Replace all uses of these with the preferred alternative given in
the lists directly under "libc functions to avoid".
For the remaining items
If you really need to use these functions, you have two choices:
If you #define PERL_REENTRANT
Use the function in the first column as-is, and let perl do the
work of substituting the function in the right column if
available on the platform, and it is deemed suitable for use.
You should look at the man pages for both versions to find any
other gotchas.
If you don't enable automatic substitution
You should examine the application's code to determine if the
column 1 function presents a real problem under threads given
the circumstances it is used in. You can go directly to the
column 2 replacement, but beware of the ones that are marked.
Some of those may be nonexistent or flaky on some platforms.
Functions that need the environment to be constant
Since the environment is global to a process, all instances depend on
it. One instance changing the environment affects all the other
instances. Under threads, any libc call that expects the environment
to not change for the duration of its execution will have undefined
results if another thread interrupts it at just the wrong time and
changes it.

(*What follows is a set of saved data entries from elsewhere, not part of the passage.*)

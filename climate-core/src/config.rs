use anyhow::{Context, Result, anyhow};
use directories::ProjectDirs;
use serde::{Deserialize, Serialize};
use std::{fs, path::PathBuf};

use crate::unit::TemperatureUnit;

/// Top-level configuration stored on disk.
///
/// Example TOML:
/// ```toml
/// database_path = "/home/me/climate.db"
/// default_unit = "fahrenheit"
/// seed_demo_data = false
/// ```
#[derive(Debug, Clone, Serialize, Deserialize, Default)]
pub struct Config {
    /// SQLite file; the platform data directory is used when absent.
    pub database_path: Option<PathBuf>,

    /// Unit selected at startup, e.g. "celsius".
    pub default_unit: Option<String>,

    /// Whether an empty store gets demo cities on startup. Defaults to true.
    pub seed_demo_data: Option<bool>,
}

impl Config {
    /// Return the default unit as a strongly-typed TemperatureUnit.
    pub fn default_unit(&self) -> Result<TemperatureUnit> {
        match self.default_unit.as_deref() {
            None => Ok(TemperatureUnit::default()),
            Some(s) => TemperatureUnit::try_from(s).context(
                "Invalid default_unit in config.\n\
                 Hint: run `climate configure` to pick one of celsius, fahrenheit, kelvin.",
            ),
        }
    }

    /// Store default unit as string.
    pub fn set_default_unit(&mut self, unit: TemperatureUnit) {
        self.default_unit = Some(unit.as_str().to_string());
    }

    pub fn seed_demo_data(&self) -> bool {
        self.seed_demo_data.unwrap_or(true)
    }

    /// Configured database file, or `climate.db` in the platform data directory.
    pub fn database_path(&self) -> Result<PathBuf> {
        match &self.database_path {
            Some(path) => Ok(path.clone()),
            None => Ok(Self::project_dirs()?.data_dir().join("climate.db")),
        }
    }

    /// Load config from disk, or return an empty default if it doesn't exist yet.
    pub fn load() -> Result<Self> {
        let path = Self::config_file_path()?;
        if !path.exists() {
            // First run: no config file, return empty.
            return Ok(Self::default());
        }

        let contents = fs::read_to_string(&path)
            .with_context(|| format!("Failed to read config file: {}", path.display()))?;

        Self::from_toml(&contents)
            .with_context(|| format!("Failed to parse config file: {}", path.display()))
    }

    pub fn from_toml(contents: &str) -> Result<Self> {
        Ok(toml::from_str(contents)?)
    }

    /// Save config to disk, creating parent directories as needed.
    pub fn save(&self) -> Result<()> {
        let path = Self::config_file_path()?;

        if let Some(parent) = path.parent() {
            fs::create_dir_all(parent).with_context(|| {
                format!("Failed to create config directory: {}", parent.display())
            })?;
        }

        let toml =
            toml::to_string_pretty(self).context("Failed to serialize configuration to TOML")?;

        fs::write(&path, toml)
            .with_context(|| format!("Failed to write config file: {}", path.display()))?;

        Ok(())
    }

    /// Path to the config file.
    pub fn config_file_path() -> Result<PathBuf> {
        Ok(Self::project_dirs()?.config_dir().join("config.toml"))
    }

    fn project_dirs() -> Result<ProjectDirs> {
        ProjectDirs::from("dev", "climate-journal", "climate")
            .ok_or_else(|| anyhow!("Could not determine platform config directory"))
    }
}

#[cfg(test)]
mod tests {
    use super::*;

    #[test]
    fn default_unit_is_celsius_when_not_set() {
        let cfg = Config::default();
        assert_eq!(cfg.default_unit().unwrap(), TemperatureUnit::Celsius);
        assert!(cfg.seed_demo_data());
    }

    #[test]
    fn set_default_unit_roundtrips() {
        let mut cfg = Config::default();

        cfg.set_default_unit(TemperatureUnit::Kelvin);

        assert_eq!(cfg.default_unit.as_deref(), Some("kelvin"));
        assert_eq!(cfg.default_unit().unwrap(), TemperatureUnit::Kelvin);
    }

    #[test]
    fn invalid_default_unit_errors_with_hint() {
        let cfg = Config { default_unit: Some("rankine".into()), ..Config::default() };

        let err = cfg.default_unit().unwrap_err();
        let msg = format!("{err:#}");
        assert!(msg.contains("Invalid default_unit"));
        assert!(msg.contains("rankine"));
    }

    #[test]
    fn parses_toml_file_contents() {
        let cfg = Config::from_toml(
            r#"
            database_path = "/tmp/climate.db"
            default_unit = "fahrenheit"
            seed_demo_data = false
            "#,
        )
        .unwrap();

        assert_eq!(cfg.database_path().unwrap(), PathBuf::from("/tmp/climate.db"));
        assert_eq!(cfg.default_unit().unwrap(), TemperatureUnit::Fahrenheit);
        assert!(!cfg.seed_demo_data());
    }

    #[test]
    fn empty_toml_is_default_config() {
        let cfg = Config::from_toml("").unwrap();
        assert!(cfg.database_path.is_none());
        assert!(cfg.default_unit.is_none());
    }

    #[test]
    fn serializes_back_to_toml() {
        let mut cfg = Config::default();
        cfg.set_default_unit(TemperatureUnit::Fahrenheit);

        let text = toml::to_string_pretty(&cfg).unwrap();
        let parsed = Config::from_toml(&text).unwrap();
        assert_eq!(parsed.default_unit().unwrap(), TemperatureUnit::Fahrenheit);
    }
}
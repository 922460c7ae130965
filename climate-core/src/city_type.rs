use crate::model::City;

/// Classification for well-known cities, matched case-insensitively.
///
/// Unrecognized names yield `None`, in which case the stored type stays.
pub fn resolve_city_type(name: &str) -> Option<&'static str> {
    match name.trim().to_lowercase().as_str() {
        "москва" | "moscow" | "санкт-петербург" | "saint petersburg" | "st. petersburg" => {
            Some("Large")
        }
        "новосибирск" | "novosibirsk" | "екатеринбург" | "yekaterinburg" => Some("Medium"),
        _ => None,
    }
}

/// Type to display for `city`: the resolved classification, else the stored one.
pub fn effective_city_type(city: &City) -> String {
    resolve_city_type(&city.name).map_or_else(|| city.city_type.clone(), str::to_string)
}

These are the functions that the man pages list as being
sensitive to that.
catopen() gethostbyname2() newlocale()
ctime() gethostbyname2_r() regerror()
ctime_r() gethostbyname_r() secure_getenv()
endhostent() gethostent() sethostent()
endhostent_r() gethostent_r() sethostent_r()
endnetent() gethostid() setlocale()
endnetent_r() getnameinfo() setlocale_r()
execlp() getnetbyname() setnetent()
execvp() getnetent() setnetent_r()
execvpe() getopt() strftime()
fnmatch() getopt_long() strptime()
getaddrinfo() getopt_long_only() sysconf()
get_current_dir_name() getrpcport() syslog()
getdate() glob() tempnam()
getdate_r() gmtime() timegm()
getenv() gmtime_r() timelocal()
gethostbyaddr() localtime() tzset()
gethostbyaddr_r() localtime_r() vsyslog()
gethostbyname() mktime()
Many of these functions are problematic under threads for other reasons
as well. See the man pages for any you use.
Perl defines mutexes "ENV_READ_LOCK" and "ENV_READ_UNLOCK" with which
to wrap calls to these functions. You need to consider the possibility
of deadlock. It is expected that a different mechanism will be in
place and preferred for Perl v5.42.
Locale-specific issues
C language programs originally had a single locale global to the entire
process. This was later found to be inadequate for many purposes, so
later extensions changed that, first with Windows, and then POSIX 2008.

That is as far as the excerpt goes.